There’s that saying in sport. What goes on the field stays on the field. This should be no different
Ok, so rugby league, rugby and soccer are just a game with a couple of thousand witnesses in the stand and all manner of instant replay from many different angles but it’s not life or death and each side is playing to a defined set of rules.
I think it must be one of the most demeaning, dispiriting, demoralising and humiliating ideas that has been put forward in the history of the military and will be responsible for the death or injury of members of the SAS as they, for just a split second second guess what they are about to do or have done. What they intuitively and instinctively know what has to be done in the heat of battle.
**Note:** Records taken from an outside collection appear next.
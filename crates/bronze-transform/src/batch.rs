//! Typed row batches that remember which landing file each row came from.

use std::sync::Arc;

use deltalake::arrow::array::ArrayRef;
use deltalake::arrow::datatypes::{DataType as ArrowDataType, Field, Schema, SchemaRef};
use deltalake::arrow::record_batch::RecordBatch;

use bronze_model::{ColumnSpec, DataType, TableSchema};

use crate::error::{Result, TransformError};

/// A contiguous run of rows loaded from one landing file.
#[derive(Debug, Clone, PartialEq, Eq)]
pub struct SourceSpan {
    pub uri: String,
    /// File name without directories.
    pub name: String,
    pub rows: usize,
}

/// An Arrow record batch plus the lineage of its rows.
///
/// Rows are ordered file by file, in the order of `sources`.
#[derive(Debug, Clone)]
pub struct TypedBatch {
    batch: RecordBatch,
    sources: Vec<SourceSpan>,
}

impl TypedBatch {
    pub fn new(batch: RecordBatch, sources: Vec<SourceSpan>) -> Self {
        Self { batch, sources }
    }

    pub fn record_batch(&self) -> &RecordBatch {
        &self.batch
    }

    pub fn sources(&self) -> &[SourceSpan] {
        &self.sources
    }

    pub fn num_rows(&self) -> usize {
        self.batch.num_rows()
    }

    pub fn schema(&self) -> SchemaRef {
        self.batch.schema()
    }

    pub fn column_names(&self) -> Vec<String> {
        self.batch
            .schema()
            .fields()
            .iter()
            .map(|f| f.name().clone())
            .collect()
    }

    pub fn column(&self, name: &str) -> Result<&ArrayRef> {
        self.batch
            .column_by_name(name)
            .ok_or_else(|| TransformError::ColumnNotFound {
                column: name.to_string(),
            })
    }

    /// Appends columns, replacing any existing column of the same name in place.
    pub(crate) fn with_columns(self, additions: Vec<(Field, ArrayRef)>) -> Result<Self> {
        let schema = self.batch.schema();
        let mut fields: Vec<Field> = schema.fields().iter().map(|f| f.as_ref().clone()).collect();
        let mut columns: Vec<ArrayRef> = self.batch.columns().to_vec();

        for (field, array) in additions {
            match fields.iter().position(|f| f.name() == field.name()) {
                Some(idx) => {
                    fields[idx] = field;
                    columns[idx] = array;
                }
                None => {
                    fields.push(field);
                    columns.push(array);
                }
            }
        }

        let batch = RecordBatch::try_new(Arc::new(Schema::new(fields)), columns)?;
        Ok(Self {
            batch,
            sources: self.sources,
        })
    }
}

/// Arrow type used to store a manifest type.
pub fn arrow_type(data_type: DataType) -> ArrowDataType {
    match data_type {
        DataType::Long => ArrowDataType::Int64,
        DataType::Integer => ArrowDataType::Int32,
        DataType::Double => ArrowDataType::Float64,
        DataType::Decimal { precision, scale } => {
            // Scale never exceeds precision, which is at most 38.
            ArrowDataType::Decimal128(precision, i8::try_from(scale).unwrap_or(i8::MAX))
        }
        DataType::String => ArrowDataType::Utf8,
        DataType::Boolean => ArrowDataType::Boolean,
        DataType::Date => ArrowDataType::Date32,
    }
}

/// Arrow field of a source column. Always nullable, whatever the manifest says.
pub fn arrow_field(column: &ColumnSpec) -> Field {
    Field::new(&column.name, arrow_type(column.data_type), true)
}

/// Arrow schema of the source columns of a manifest.
pub fn arrow_schema(schema: &TableSchema) -> Schema {
    Schema::new(schema.columns().iter().map(arrow_field).collect::<Vec<_>>())
}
What it will do to recruitment is anybody’s guess.
All of these man, all of them are already badly damaged. If not mentally, then physically or more often than not both. In our business, Veteran Medical, we deal with them every single day. All of them are polite and decent young men.
In full knowledge that they are “on stage” being nit picked, scrutinised and watched over by big brother or big sister with a law degree like kids in day care and that their actions may come back to haunt them in a quiet air conditioned court room a million miles from care years later, they will become hesitant when they need to be bold and decisive in the face of an enemy who couldn’t careless about our Mary Poppins, Marquis of Queensbury rules.
In fact that’s why they are in field with boots on the ground in the first place. The people they’re fighting simply don’t subscribe to the same rules and standards that apply in the West.
And any comparison with the body-cam worn by police is slippery, deceptive and dishonest. The police aren’t in the heat of battle in a traditional war zone and their circumstances are usually one or two on one or two. And to sn extent they can control the situation as to tactic and timing. And if in doubt they can hold off and/or call for backup if necessary.
By scale and degree the domestic police situation is a 4 or 5 out of ten and is isolated. They aren’t up against an entire company or platoon or whatever coming at them from all directions. They’re in a position to more calmly scope out the situation.
And what the hell are KPMG doing in this “providing advice on the cameras introduction”?
Have we reached a stage where we are now outsourcing our battlefield strategy and tactics to the consultants?